幾多の女学生をその〈美意識〉で電脳空間へ女性を引き込んだ電脳絵師。
同時に、魔性(アヤカシ)の力を持っている、〈まつろわぬもの〉。
それは土蜘蛛だ。
まつろわぬものも、妖怪変化と同じく土蜘蛛、とわたしたちは呼称するから。
絵葉書型電脳機械を彩るイラストレーションを描く武久現は、アンダーグラウンドの絵師の世界の、女帝でもある。
女帝・武久現はまつろわぬものだけれども、帝都の人間はこぞって武久のイラストを買う。
今、武久のイラストは、地下競売で高値で取引されている。
地下でのことではあるが全盛期と言えるほどの、人気絵師になっている。
「結局、勝ち負けではないんだなぁ」
わたしは住んでいる下宿・西山荘の部屋に寝転んだ。
「イラストの価値が、土蜘蛛で追われているが故に、逆に高騰するとか、美術の世界はわからないものだなぁ」
座布団を二つ折りにして、そこに頭を預けて、わたしはうーむ、と唸る。
「んん?」
壁を眺めたら、部屋の土壁に五芒星の模様で焼き焦げた痕がついた。
五芒星?
そして、五芒星そのままに、焼き切れた星型に穴が開いて隣の部屋と壁が貫通した。
星形にかたどられた壁の破片が、ぼろ、っと畳に落ちた。
「こんにちわ、壊色。壁を壊したの、やくしまるななおさんに言ったらぶっ殺すょ?」
くり抜かれた星形の覗き穴。
そこから見えるのは、隣室の鴉坂つばめちゃんだ。
つばめちゃんは魔法少女結社・八咫烏のメンバーの、魔法少女である。
「え? つばめちゃん、なにいきなり物騒なことを?」
「いや、だからぶっ殺すから黙っててね! それくらいできるでしょ!」
「すぐバレると思う」
「バレませんー。魔法少女は修復の魔術も使えるんだからなー!」
「え? なに怒ってるの、つばめちゃん。バレるもんはバレるよ。魔術とか言ってないで、さぁ、ななおさんに壁を壊したことを謝りに行こ!」
「いーやーな、こったぁー!」
しかめた顔をこっちに向ける魔法少女結社・八咫烏のメンバー、鴉坂つばめちゃんなのだった。

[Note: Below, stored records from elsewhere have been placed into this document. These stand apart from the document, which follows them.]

//! Pager error types.

use forum_client::ForumError;
use thiserror::Error;

/// Pager error type.
#[derive(Error, Debug)]
pub enum PagerError {
    /// Floor outside `1..=posts_count`; rejected before any request
    #[error("Floor {floor} is out of range (1-{max})")]
    InvalidFloor { floor: u32, max: u32 },

    /// The server returned nothing for a floor it listed in the stream
    #[error("Floor {0} is unavailable (deleted or hidden)")]
    PostUnavailable(u32),

    /// Underlying forum call failed
    #[error(transparent)]
    Forum(#[from] ForumError),
}

/// Result type alias using PagerError.
pub type PagerResult<T> = Result<T, PagerError>;
//! Browser-shaped request headers.
//!
//! The forum sits behind a bot-mitigation edge that scores requests on how
//! closely they resemble a desktop Chrome. Every request starts from the
//! same header profile; API calls then layer the XHR markers and the CSRF
//! token on top.

use wreq::header::{HeaderMap, HeaderName, HeaderValue, InvalidHeaderValue};

pub const HEADER_CSRF_TOKEN: &str = "x-csrf-token";
pub const HEADER_REQUESTED_WITH: &str = "x-requested-with";

const SEC_CH_UA: &str = r#""Chromium";v="124", "Google Chrome";v="124", "Not-A.Brand";v="99""#;
const SEC_CH_UA_PLATFORM: &str = r#""Windows""#;
pub const USER_AGENT: &str = "Mozilla/5.0 (Windows NT 10.0; Win64; x64) AppleWebKit/537.36 \
     (KHTML, like Gecko) Chrome/124.0.0.0 Safari/537.36";
const ACCEPT_HTML: &str = "text/html,application/xhtml+xml,application/xml;q=0.9,image/avif,\
     image/webp,image/apng,*/*;q=0.8";
const ACCEPT_LANGUAGE: &str = "zh-CN,zh;q=0.9";

/// `Accept` used for JSON API calls.
pub const ACCEPT_JSON: &str = "application/json";
/// `Accept` used by the forum's own login page when it fetches a CSRF token.
pub const ACCEPT_XHR: &str = "application/json, text/javascript, */*; q=0.01";
/// Login form content type.
pub const FORM_CONTENT_TYPE: &str = "application/x-www-form-urlencoded; charset=UTF-8";

/// The shared Chrome 124 / Windows header set.
pub fn browser_headers() -> HeaderMap {
    let mut headers = HeaderMap::new();
    let pairs: [(&'static str, &'static str); 7] = [
        ("sec-ch-ua", SEC_CH_UA),
        ("sec-ch-ua-mobile", "?0"),
        ("sec-ch-ua-platform", SEC_CH_UA_PLATFORM),
        ("upgrade-insecure-requests", "1"),
        ("user-agent", USER_AGENT),
        ("accept", ACCEPT_HTML),
        ("accept-language", ACCEPT_LANGUAGE),
    ];
    for (name, value) in pairs {
        headers.insert(
            HeaderName::from_static(name),
            HeaderValue::from_static(value),
        );
    }
    headers
}

/// Headers for an authenticated API call: the browser profile plus JSON
/// accept, the XHR marker and the current CSRF token.
pub fn api_headers(base: &HeaderMap, csrf_token: &str) -> Result<HeaderMap, InvalidHeaderValue> {
    let mut headers = base.clone();
    headers.insert(
        wreq::header::ACCEPT,
        HeaderValue::from_static(ACCEPT_JSON),
    );
    headers.insert(
        HeaderName::from_static(HEADER_REQUESTED_WITH),
        HeaderValue::from_static("XMLHttpRequest"),
    );
    if !csrf_token.is_empty() {
        let mut token = HeaderValue::from_str(csrf_token)?;
        token.set_sensitive(true);
        headers.insert(HeaderName::from_static(HEADER_CSRF_TOKEN), token);
    }
    Ok(headers)
}
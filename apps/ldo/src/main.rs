//! ldo - Command-line client for a Discourse forum.

mod commands;
mod export;
mod output;
mod shell;
mod text;

use clap::{Parser, Subcommand};
use commands::Context;
use export::ExportFormat;
use forum_client::{TopPeriod, TopicFilter};
use forum_config_and_utils::{init_logging, Config, Credentials, Paths};
use std::path::PathBuf;
use tracing::debug;

/// ldo - Browse, search and reply on the forum from a terminal.
#[derive(Parser)]
#[command(name = "ldo")]
#[command(about = "Terminal client for linux.do and other Discourse forums")]
#[command(version)]
struct Cli {
    #[command(subcommand)]
    command: Option<Commands>,

    /// Output format (text or json)
    #[arg(short, long, default_value = "text", global = true)]
    format: output::OutputFormat,

    /// Log level (trace, debug, info, warn, error)
    #[arg(long, default_value = "warn", global = true)]
    log_level: String,
}

#[derive(Subcommand)]
enum Commands {
    /// List topics
    Topics {
        /// Listing to fetch (latest, hot, new, top, unread)
        #[arg(long, default_value = "latest")]
        filter: TopicFilter,
        /// Period for the top listing (daily, weekly, monthly, quarterly, yearly, all)
        #[arg(long)]
        period: Option<TopPeriod>,
        /// Maximum number of topics to show
        #[arg(short, long, default_value = "20")]
        limit: usize,
    },

    /// Read a topic
    Read {
        /// Topic ID
        topic: u64,
        /// Show a single floor
        #[arg(long, conflicts_with = "all")]
        floor: Option<u32>,
        /// Load every post
        #[arg(long)]
        all: bool,
    },

    /// Search posts
    Search {
        /// Search query
        query: String,
        /// Result page
        #[arg(short, long, default_value = "1")]
        page: u32,
    },

    /// Reply to a topic
    Reply {
        /// Topic ID
        topic: u64,
        /// Floor to reply to
        #[arg(long)]
        to: Option<u32>,
        /// Reply text (read from stdin when omitted)
        #[arg(short, long)]
        message: Option<String>,
    },

    /// Like or unlike a post
    Like {
        /// Topic ID
        topic: u64,
        /// Floor number
        floor: u32,
    },

    /// Manage bookmarks
    Bookmarks {
        #[command(subcommand)]
        command: BookmarkCommands,
    },

    /// Open a topic in the browser
    Browser {
        /// Topic ID
        topic: u64,
    },

    /// Interactive shell (default)
    Shell,
}

#[derive(Subcommand)]
enum BookmarkCommands {
    /// List bookmarks
    List,
    /// Export bookmarks to a file
    Export {
        /// Document format (txt, html, md)
        #[arg(default_value = "md")]
        kind: ExportFormat,
        /// Output directory
        #[arg(short, long)]
        out: Option<PathBuf>,
    },
    /// Delete every bookmark
    Clear {
        /// Skip the confirmation prompt
        #[arg(short, long)]
        yes: bool,
    },
}

fn resolve_filter(filter: TopicFilter, period: Option<TopPeriod>) -> TopicFilter {
    match (filter, period) {
        (TopicFilter::Top(_), Some(period)) => TopicFilter::Top(period),
        (filter, _) => filter,
    }
}

async fn run(cli: Cli, ctx: Context) -> anyhow::Result<()> {
    let format = cli.format;
    match cli.command.unwrap_or(Commands::Shell) {
        Commands::Topics {
            filter,
            period,
            limit,
        } => commands::topics(&ctx, resolve_filter(filter, period), limit, &format).await,
        Commands::Read { topic, floor, all } => {
            commands::read(&ctx, topic, floor, all, &format).await
        }
        Commands::Search { query, page } => commands::search(&ctx, &query, page, &format).await,
        Commands::Reply { topic, to, message } => {
            commands::reply(&ctx, topic, to, message, &format).await
        }
        Commands::Like { topic, floor } => commands::like(&ctx, topic, floor, &format).await,
        Commands::Bookmarks { command } => match command {
            BookmarkCommands::List => commands::bookmarks_list(&ctx, &format).await,
            BookmarkCommands::Export { kind, out } => {
                commands::bookmarks_export(&ctx, kind, out, &format).await
            }
            BookmarkCommands::Clear { yes } => {
                commands::bookmarks_clear(&ctx, yes, &format).await
            }
        },
        Commands::Browser { topic } => commands::browser(&ctx, topic, &format).await,
        Commands::Shell => shell::run(&ctx).await,
    }
}

async fn connect(credentials: &Credentials) -> anyhow::Result<Context> {
    let paths = Paths::new()?;
    let config = Config::load(&paths)?;
    config.validate()?;
    Context::connect(config, paths, credentials).await
}

#[tokio::main]
async fn main() {
    let cli = Cli::parse();

    init_logging("ldo", &cli.log_level, false);

    let credentials = match Credentials::from_env() {
        Ok(credentials) => credentials,
        Err(e) => {
            eprintln!("Error: {}", e);
            std::process::exit(1);
        }
    };

    let ctx = match connect(&credentials).await {
        Ok(ctx) => ctx,
        Err(e) => {
            output::print_error(&format!("{:#}", e), &cli.format);
            std::process::exit(1);
        }
    };
    debug!(base_url = %ctx.client.base_url(), "Ready");

    let format = cli.format;
    if let Err(e) = run(cli, ctx).await {
        output::print_error(&format!("{:#}", e), &format);
        std::process::exit(1);
    }
}
//! Posting replies.

use super::Context;
use crate::output::{self, OutputFormat};
use anyhow::Result;
use std::io::BufRead;

/// Reply to a topic, optionally to a specific floor.
///
/// Without `--message` the body is read from stdin.
pub async fn reply(
    ctx: &Context,
    topic_id: u64,
    to: Option<u32>,
    message: Option<String>,
    format: &OutputFormat,
) -> Result<()> {
    let body = match message {
        Some(message) => message,
        None => {
            let stdin = std::io::stdin();
            let mut lines = Vec::new();
            for line in stdin.lock().lines() {
                lines.push(line?);
            }
            lines.join("\n")
        }
    };
    let body = body.trim();
    if body.is_empty() {
        anyhow::bail!("Reply is empty");
    }

    let created = ctx.client.create_post(topic_id, body, to).await?;
    match format {
        OutputFormat::Text => {
            if created.post_number > 0 {
                output::print_success(
                    &format!("Reply posted as floor #{}", created.post_number),
                    format,
                );
            } else {
                output::print_success("Reply posted", format);
            }
        }
        OutputFormat::Json => output::print_json(&created)?,
    }
    Ok(())
}

/// Read a multi-line message terminated by `END`.
///
/// Returns `None` on `CANCEL` or end of input with nothing typed.
pub fn read_message<R: BufRead>(input: &mut R) -> std::io::Result<Option<String>> {
    let mut lines = Vec::new();
    loop {
        let mut line = String::new();
        if input.read_line(&mut line)? == 0 {
            break;
        }
        let line = line.trim_end_matches(['\n', '\r']);
        match line {
            "END" => break,
            "CANCEL" => return Ok(None),
            _ => lines.push(line.to_string()),
        }
    }

    let message = lines.join("\n").trim().to_string();
    Ok(if message.is_empty() { None } else { Some(message) })
}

「だいたいなに? 五芒星で壁を焼き切っちゃってさぁ」
「うっさいわね、壊色! 八咫烏だもん、五芒星も使うってもんよ!」
「意味不明なんだけど」
「ま、あんたの隣に住んでるのがあたしで良かったわね!」
「あー、もう、意味不明すぎる。なにやってたの、部屋で?」
「追跡魔術の術式よ」
「追跡……魔術。追ってるのは」
「武久現。園田に頼まれたのよ」
「園田乙女刑事に?」
「内密で、ね。〈この世界〉を知らない人間には占い程度にしか認識できない代物だしさ、内密っていうか、園田個人からの依頼ってカタチになってる」
わたしたちは、空いた壁の穴越しに会話を続けている。
滑稽だよなぁ。
「その追跡の術式の途中で壁に穴を開けてしまったのだろうけど、早く直してね、つばめちゃん」
「追跡術式が動けばねー。そのあと、壁を直すわよ」
「うぅ、酷い、つばめちゃん」
「どこが酷いのよ?」
「部屋にのぞき穴付きとか。全体的に、酷い」
「ぶっ殺す」
話の通じない鴉坂つばめちゃんなのだった。